Some said that the Belarusian
constitution “must be holy like the Bible in church” and that leaders shouldn’t
be allowed to rewrite it or ignore it at will. Others said that they were fed
up with the lies on official television that everything is just fine. And a few
said it would be fine if Lukashenka would just fly away and never come back.
“Elderly people open called the
president ‘too old’” to remain in office and demanded that he and his team be
replaced by younger and more vigorous people, Galko continues. And ever more
Belarusians insisted that “we didn’t choose him.” Others did, and now he must
go and give way to new people in Minsk and throughout the country.
Earlier, many Belarusians were
uncertain about who would be in office if not Lukashenka, but “now this has
already become not so important: ‘All the same, it won’t be worse.
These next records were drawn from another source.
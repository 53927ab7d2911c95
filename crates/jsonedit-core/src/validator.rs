//! JSON syntax validation.
//!
//! Parse failures never escape this module as panics or propagated errors:
//! they become a [`ValidationState`] with the parser's message.

use serde::Serialize;
use serde_json::Value;

/// A JSON parse failure with the parser's human-readable message.
#[derive(Debug, Clone, PartialEq, Eq, thiserror::Error)]
#[error("{message}")]
pub struct SyntaxError {
    pub message: String,
    /// 1-based line of the failure, 0 when unknown.
    pub line: usize,
    /// 1-based column of the failure, 0 when unknown.
    pub column: usize,
}

impl From<serde_json::Error> for SyntaxError {
    fn from(e: serde_json::Error) -> Self {
        Self {
            message: e.to_string(),
            line: e.line(),
            column: e.column(),
        }
    }
}

impl From<SyntaxError> for jsonedit_common::EditorError {
    fn from(e: SyntaxError) -> Self {
        jsonedit_common::EditorError::Syntax(e.message)
    }
}

/// Result of checking a buffer.
#[derive(Debug, Clone, PartialEq, Eq, Serialize)]
pub struct ValidationState {
    pub is_valid: bool,
    pub error_message: Option<String>,
}

impl ValidationState {
    pub fn valid() -> Self {
        Self {
            is_valid: true,
            error_message: None,
        }
    }

    pub fn invalid(message: impl Into<String>) -> Self {
        Self {
            is_valid: false,
            error_message: Some(message.into()),
        }
    }
}

impl Default for ValidationState {
    fn default() -> Self {
        Self::valid()
    }
}

impl From<&SyntaxError> for ValidationState {
    fn from(e: &SyntaxError) -> Self {
        Self::invalid(e.message.clone())
    }
}

/// Empty and whitespace-only buffers are never an error.
pub fn is_blank(text: &str) -> bool {
    text.trim().is_empty()
}

/// Parse `text` as a single JSON document.
pub fn parse(text: &str) -> Result<Value, SyntaxError> {
    serde_json::from_str(text).map_err(SyntaxError::from)
}

/// Check `text` for JSON syntax errors.
pub fn validate(text: &str) -> ValidationState {
    if is_blank(text) {
        return ValidationState::valid();
    }
    match parse(text) {
        Ok(_) => ValidationState::valid(),
        Err(e) => ValidationState::from(&e),
    }
}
But however
that may be, these people must be changed.’” And they laughed at the idea that
Lukashenka was backing down on the vagrants tax.
The Belarusian president may think
he can control the situation by the militia; but the crowds say they are no
longer intimidated by uniformed and undercover police and that in any case,
there are now so many demonstrations that Minsk doesn’t have enough militiamen
to send everywhere they might be needed.
At present, there are no obvious
leaders of this popular upsurge in anger, the journalist says; but “nature abhors
a vacuum” and some will emerge. And he
suggests that “they will turn out to be much more radical than the
representatives of the opposition. Therefore, the authorities are playing with
fire, committing one mistake after another.”
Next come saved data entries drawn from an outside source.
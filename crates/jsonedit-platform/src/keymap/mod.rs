//! Human-readable keybind strings: parsing and platform display.

mod display;
mod parse;
mod types;

pub use display::keybind_to_display;
pub use parse::{normalize_key_name, parse_keybind};
pub use types::{KeyBind, Modifier};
“All this already recalls Yanukovich’s
tactics,” Galko says, when the Ukrainian leader couldn’t adopt any sensible
policies but instead drove “the situation into a dead end, radicalizes protest,”
and ultimately led to his own flight from Kyiv.
Asked what would happen in Pinsk if
Lukashenka didn’t listen to the protesters and instead sought to suppress them,
one demonstrator said: “if they don’t listen to us, everything will be very bad”
because “we are very angry.”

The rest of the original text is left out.